Aim of the task | Write out again only the lines that run from the start of the entries to the line containing "and a changed", both included.

Record excerpts |

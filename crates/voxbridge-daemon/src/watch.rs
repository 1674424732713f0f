//! Intent definition watch loop.
//!
//! An external intent source delivers definition changes one at a time as a
//! lazy, infinite stream.  Each delivery drives one sync, and a changed
//! definition is followed by a build.  Failures are logged and the loop
//! moves on: the store only advances past a successful upload, so the next
//! delivery of the same definition retries naturally.

use async_trait::async_trait;
use tokio::sync::mpsc;
use voxbridge_pipeline::{IntentUpdate, ModelSyncPipeline, SyncOutcome};

/// Ordered stream of intent definition changes.
///
/// The stream is non-restartable; when it ends the watch loop returns.
#[async_trait]
pub trait IntentChangeStream: Send {
    /// The next change, or `None` when the stream has ended.
    async fn next_change(&mut self) -> Option<IntentUpdate>;
}

/// [`IntentChangeStream`] over a tokio channel, for wiring the watch loop
/// to whatever transport delivers changes.
pub struct ChannelChangeStream {
    receiver: mpsc::Receiver<IntentUpdate>,
}

impl ChannelChangeStream {
    /// Wrap a channel receiver.
    #[must_use]
    pub fn new(receiver: mpsc::Receiver<IntentUpdate>) -> Self {
        Self { receiver }
    }
}

#[async_trait]
impl IntentChangeStream for ChannelChangeStream {
    async fn next_change(&mut self) -> Option<IntentUpdate> {
        self.receiver.recv().await
    }
}

/// Drive the pipeline from a change stream until the stream ends.
pub async fn watch_intents<S: IntentChangeStream>(pipeline: &ModelSyncPipeline, stream: &mut S) {
    while let Some(update) = stream.next_change().await {
        tracing::info!(
            intent = %update.intent,
            language = %update.language,
            component = %update.component,
            file = %update.file,
            "intent definition change received"
        );

        match pipeline.sync(&update).await {
            Ok(SyncOutcome::Unchanged) => {}
            Ok(SyncOutcome::Changed) => {
                if let Err(e) = pipeline.build(&update.intent, &update.language).await {
                    tracing::error!(intent = %update.intent, error = %e, "build failed");
                }
            }
            Err(e) => {
                tracing::error!(intent = %update.intent, error = %e, "sync failed");
            }
        }
    }

    tracing::info!("intent change stream ended");
}

// ---------------------------------------------------------------------------
// Tests
// ---------------------------------------------------------------------------

#[cfg(test)]
mod tests {
    use std::sync::Arc;
    use std::time::Duration;

    use voxbridge_pipeline::PipelineConfig;
    use voxbridge_store::ModelStore;

    use crate::testutil::{NoopCredentials, ScriptedProvider};

    use super::*;

    fn update(content: &str) -> IntentUpdate {
        IntentUpdate {
            language: "en_US".to_owned(),
            intent: "light".to_owned(),
            component: "aptitudes".to_owned(),
            file: "light.trsx".to_owned(),
            content: content.to_owned(),
        }
    }

    #[tokio::test]
    async fn changed_definitions_are_synced_and_built() {
        let provider = Arc::new(ScriptedProvider::default());
        let dir = tempfile::tempdir().unwrap();
        let pipeline = ModelSyncPipeline::new(
            provider.clone(),
            Arc::new(NoopCredentials),
            ModelStore::new(dir.path()),
            PipelineConfig {
                poll_interval: Duration::from_millis(1),
                max_polls: Some(10),
                build_note: "test".to_owned(),
            },
        );

        let (tx, rx) = mpsc::channel(4);
        let mut stream = ChannelChangeStream::new(rx);

        tx.send(update("<grammar v1/>")).await.unwrap();
        // Re-delivery of identical content must not trigger a second build.
        tx.send(update("<grammar v1/>")).await.unwrap();
        drop(tx);

        watch_intents(&pipeline, &mut stream).await;

        let calls = provider.calls();
        let builds = calls
            .iter()
            .filter(|c| c.starts_with("create_build"))
            .count();
        let uploads = calls
            .iter()
            .filter(|c| c.starts_with("upload_model"))
            .count();
        assert_eq!(uploads, 1);
        assert_eq!(builds, 1);
        assert!(calls.contains(&"attach_build:light__en_US:light".to_owned()));
    }
}
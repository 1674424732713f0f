//! Typed NLU provider boundary for voxbridge.
//!
//! This crate defines:
//!
//! - **Response schema**: a strongly typed, serde-validated view of the
//!   provider's understand responses via [`schema::UnderstandResponse`].
//! - **Client trait**: the [`ProviderClient`] capability interface covering
//!   understanding, model management, and the build lifecycle.
//! - **Credentials**: the [`CredentialStore`] trait for session renewal.

pub mod client;
pub mod credentials;
pub mod error;
pub mod schema;

pub use client::{
    AppCredentials, AttachOutcome, BuildRecord, BuildStatus, ModelSummary, ProviderClient,
};
pub use credentials::CredentialStore;
pub use error::{ProviderError, Result};
pub use schema::{Interpretation, UnderstandResponse};
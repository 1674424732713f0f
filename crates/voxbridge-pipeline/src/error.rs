//! Pipeline error types.
//!
//! A pipeline failure is never fatal to the hosting process: the caller
//! logs it and the next delivery of the same definition retries naturally,
//! because the local store only advances past a successful upload.

use voxbridge_provider::ProviderError;
use voxbridge_store::StoreError;

/// Errors surfaced by the model sync and build pipeline.
#[derive(Debug, thiserror::Error)]
pub enum PipelineError {
    /// The provider session stayed invalid after one forced credential
    /// refresh.
    #[error("provider session invalid after forced credential refresh")]
    Auth,

    /// The newest build of the model finished with `FAILED`.
    #[error("build failed for model `{model}`")]
    BuildFailed { model: String },

    /// The build wait exceeded the configured poll bound.
    #[error("build wait for model `{model}` exceeded {polls} polls")]
    BuildTimedOut { model: String, polls: u32 },

    /// The newest build settled in a status this pipeline does not handle.
    #[error("unexpected build status `{status}` for model `{model}`")]
    UnexpectedBuildStatus { model: String, status: String },

    /// A provider call failed.
    #[error(transparent)]
    Provider(#[from] ProviderError),

    /// Reading or writing the local model store failed.
    #[error(transparent)]
    Store(#[from] StoreError),
}

/// Convenience alias.
pub type Result<T> = std::result::Result<T, PipelineError>;
//! Voice entry points: text understanding, the audio listening loop, and
//! the self test.
//!
//! The audio loop carries the one hard resource-safety invariant in the
//! daemon: the wake-word detector is suppressed before each listen attempt
//! and resumed as soon as the provider call returns — on success and on
//! failure alike.  A listen attempt must never leave the detector
//! suppressed.

use std::sync::Arc;
use std::sync::atomic::{AtomicBool, Ordering};

use voxbridge_engine::{LivenessLookup, Outcome, classify};
use voxbridge_provider::ProviderClient;

use crate::config::ConfigHandle;
use crate::dialog::{DialogKey, DialogSource};
use crate::dispatch::Dispatcher;
use crate::error::Result;
use crate::messaging::{HOTWORD_DISABLE, HOTWORD_ENABLE, Messaging};

/// The daemon's voice-facing surface.
pub struct VoiceBridge {
    provider: Arc<dyn ProviderClient>,
    messaging: Arc<dyn Messaging>,
    dispatcher: Dispatcher,
    liveness: Arc<dyn LivenessLookup + Send + Sync>,
    config: ConfigHandle,
    running: Arc<AtomicBool>,
}

impl VoiceBridge {
    /// Wire up a bridge over its collaborators.
    pub fn new(
        provider: Arc<dyn ProviderClient>,
        messaging: Arc<dyn Messaging>,
        dialogs: Arc<dyn DialogSource>,
        liveness: Arc<dyn LivenessLookup + Send + Sync>,
        config: ConfigHandle,
    ) -> Self {
        let dispatcher = Dispatcher::new(messaging.clone(), dialogs);
        Self {
            provider,
            messaging,
            dispatcher,
            liveness,
            config,
            running: Arc::new(AtomicBool::new(true)),
        }
    }

    /// Flag the confirmation re-listen loop checks; clear it on shutdown.
    pub fn running_flag(&self) -> Arc<AtomicBool> {
        self.running.clone()
    }

    /// Understand a text utterance and act on the outcome.
    pub async fn handle_text(&self, text: &str, context_tag: &str) -> Result<Outcome> {
        let config = self.config.snapshot();
        tracing::info!(text = %text, context_tag = %context_tag, "understanding text");

        let response = self
            .provider
            .understand_text(&config.app_credentials(), context_tag, &config.language, text)
            .await?;

        let outcome = classify(&response, config.confidence_threshold, &*self.liveness);
        self.dispatcher.dispatch(&outcome, &config.language).await?;
        Ok(outcome)
    }

    /// Listen on the microphone until a terminal outcome.
    ///
    /// A low-confidence result plays the uncertain dialog and re-enters the
    /// listening state while the running flag is set; every other outcome is
    /// terminal.
    pub async fn listen(&self, context_tag: &str) -> Result<Outcome> {
        loop {
            let config = self.config.snapshot();

            self.messaging
                .call(HOTWORD_DISABLE, serde_json::json!({}))
                .await?;

            let result = self
                .provider
                .understand_audio(&config.app_credentials(), context_tag, &config.language)
                .await;

            // Resume the detector before even looking at the result; the
            // suppress/resume pair brackets exactly one provider call.
            if let Err(e) = self
                .messaging
                .call(HOTWORD_ENABLE, serde_json::json!({}))
                .await
            {
                tracing::error!(error = %e, "failed to resume hotword detector");
            }

            let response = match result {
                Ok(response) => response,
                Err(e) => {
                    tracing::error!(error = %e, "listen attempt failed");
                    return Err(e.into());
                }
            };

            let outcome = classify(&response, config.confidence_threshold, &*self.liveness);
            self.dispatcher.dispatch(&outcome, &config.language).await?;

            match outcome {
                Outcome::NeedConfirmation { .. } => {
                    if !self.running.load(Ordering::SeqCst) {
                        return Ok(outcome);
                    }
                    // Back to listening for the corrected utterance.
                }
                _ => return Ok(outcome),
            }
        }
    }

    /// Speak the "I understand" dialog; wired to the bus `test` topic.
    pub async fn self_test(&self) -> Result<()> {
        let config = self.config.snapshot();
        self.dispatcher
            .say(&config.language, DialogKey::IUnderstand)
            .await
    }
}

// ---------------------------------------------------------------------------
// Tests
// ---------------------------------------------------------------------------
//! Daemon error types.

use voxbridge_provider::ProviderError;

/// Errors surfaced by the daemon glue layer.
#[derive(Debug, thiserror::Error)]
pub enum DaemonError {
    /// Publishing or calling over the message bus failed.
    #[error("messaging failure: {reason}")]
    Messaging { reason: String },

    /// No dialog text exists for the given language/key pair.
    #[error("dialog `{key}` not found for language `{language}`")]
    DialogMissing { language: String, key: String },

    /// A provider call failed.
    #[error(transparent)]
    Provider(#[from] ProviderError),

    /// The configuration is missing a required parameter.
    #[error("invalid configuration: {reason}")]
    InvalidConfig { reason: String },

    /// A configuration file could not be parsed.
    #[error("config parse error: {0}")]
    ConfigParse(#[from] toml::de::Error),

    #[error("io error: {0}")]
    Io(#[from] std::io::Error),
}

/// Convenience alias.
pub type Result<T> = std::result::Result<T, DaemonError>;
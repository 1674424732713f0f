//! Message bus abstraction.
//!
//! The daemon talks to the rest of the automation system over a pub/sub bus.
//! [`Messaging`] keeps the core transport-agnostic: routed commands go out
//! through [`Messaging::publish`], and control procedures on other
//! components (speech playback, hotword enable/disable) through
//! [`Messaging::call`].  Both are fire-and-forget; the daemon never awaits
//! an application-level acknowledgment.

use async_trait::async_trait;

use crate::error::Result;

/// Procedure spoken-dialog playback is requested on.
pub const SPEECH_SAY: &str = "speech.say";

/// Procedure suppressing the wake-word detector during a listen attempt.
pub const HOTWORD_DISABLE: &str = "hotword.disable";

/// Procedure resuming the wake-word detector after a listen attempt.
pub const HOTWORD_ENABLE: &str = "hotword.enable";

/// Fire-and-forget pub/sub transport.
#[async_trait]
pub trait Messaging: Send + Sync {
    /// Publish a payload on a routed-command topic (e.g. `light/toggle`).
    async fn publish(&self, topic: &str, payload: serde_json::Value) -> Result<()>;

    /// Invoke a named procedure on another component (e.g. `speech.say`).
    ///
    /// Dot-path procedure names map onto the bus's topic hierarchy; the
    /// transport owns that mapping.
    async fn call(&self, procedure: &str, args: serde_json::Value) -> Result<()>;
}
//! MQTT-backed [`Messaging`] implementation.
//!
//! Outbound messages go through an unbounded channel into a background
//! publisher task so callers never block on the broker; a second task keeps
//! the rumqttc event loop polled.  Both tasks end when the client is
//! dropped.

use async_trait::async_trait;
use serde::{Deserialize, Serialize};
use tokio::sync::mpsc;
use uuid::Uuid;

use crate::error::{DaemonError, Result};
use crate::messaging::Messaging;

/// MQTT connection configuration.
#[derive(Debug, Clone, Serialize, Deserialize)]
pub struct MqttConfig {
    /// Broker hostname.
    pub host: String,
    /// Broker port.
    pub port: u16,
    /// Client identifier; generated when absent.
    #[serde(default)]
    pub client_id: Option<String>,
    #[serde(default)]
    pub username: Option<String>,
    #[serde(default)]
    pub password: Option<String>,
    /// Keep-alive interval in seconds.
    #[serde(default = "default_keep_alive")]
    pub keep_alive: u16,
    #[serde(default = "default_clean_session")]
    pub clean_session: bool,
}

fn default_keep_alive() -> u16 {
    60
}

fn default_clean_session() -> bool {
    true
}

impl Default for MqttConfig {
    fn default() -> Self {
        Self {
            host: "localhost".to_owned(),
            port: 1883,
            client_id: None,
            username: None,
            password: None,
            keep_alive: default_keep_alive(),
            clean_session: default_clean_session(),
        }
    }
}

/// One queued outbound message.
#[derive(Debug)]
struct OutboundMessage {
    topic: String,
    payload: Vec<u8>,
}

/// MQTT transport for the daemon's outbound traffic.
pub struct MqttMessaging {
    sender: mpsc::UnboundedSender<OutboundMessage>,
}

impl MqttMessaging {
    /// Connect to the broker and spawn the background tasks.
    pub fn connect(config: &MqttConfig) -> Self {
        let client_id = config
            .client_id
            .clone()
            .unwrap_or_else(|| format!("voxbridge-{}", Uuid::now_v7()));

        let mut options = rumqttc::MqttOptions::new(client_id, config.host.clone(), config.port);
        options.set_keep_alive(std::time::Duration::from_secs(u64::from(config.keep_alive)));
        options.set_clean_session(config.clean_session);
        if let (Some(username), Some(password)) = (&config.username, &config.password) {
            options.set_credentials(username.clone(), password.clone());
        }

        let (client, mut event_loop) = rumqttc::AsyncClient::new(options, 10);

        // Keep the event loop polled; rumqttc makes no progress otherwise.
        tokio::spawn(async move {
            loop {
                if let Err(e) = event_loop.poll().await {
                    tracing::warn!(error = %e, "mqtt event loop error, reconnecting");
                    tokio::time::sleep(std::time::Duration::from_secs(1)).await;
                }
            }
        });

        let (sender, mut receiver) = mpsc::unbounded_channel::<OutboundMessage>();
        tokio::spawn(async move {
            while let Some(message) = receiver.recv().await {
                if let Err(e) = client
                    .publish(
                        &message.topic,
                        rumqttc::QoS::AtLeastOnce,
                        false,
                        message.payload,
                    )
                    .await
                {
                    tracing::error!(topic = %message.topic, error = %e, "mqtt publish failed");
                }
            }
        });

        Self { sender }
    }

    fn enqueue(&self, topic: String, payload: serde_json::Value) -> Result<()> {
        let payload = serde_json::to_vec(&payload).map_err(|e| DaemonError::Messaging {
            reason: format!("payload serialization failed: {e}"),
        })?;
        self.sender
            .send(OutboundMessage { topic, payload })
            .map_err(|e| DaemonError::Messaging {
                reason: format!("publish queue closed: {e}"),
            })
    }
}

#[async_trait]
impl Messaging for MqttMessaging {
    async fn publish(&self, topic: &str, payload: serde_json::Value) -> Result<()> {
        self.enqueue(topic.to_owned(), payload)
    }

    async fn call(&self, procedure: &str, args: serde_json::Value) -> Result<()> {
        // Procedures live on the same topic hierarchy, dot-separated names
        // mapping onto topic levels (`speech.say` -> `speech/say`).
        self.enqueue(procedure.replace('.', "/"), args)
    }
}

// ---------------------------------------------------------------------------
// Tests
// ---------------------------------------------------------------------------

Answer to the exercise |
filename crates/voxbridge-daemon/src/watch.rs
repository 1674424732713f0f
//! Intent definition watch loop.
//!
//! An external intent source delivers definition changes one at a time as a
//! lazy, infinite stream.  Each delivery drives one sync, and a changed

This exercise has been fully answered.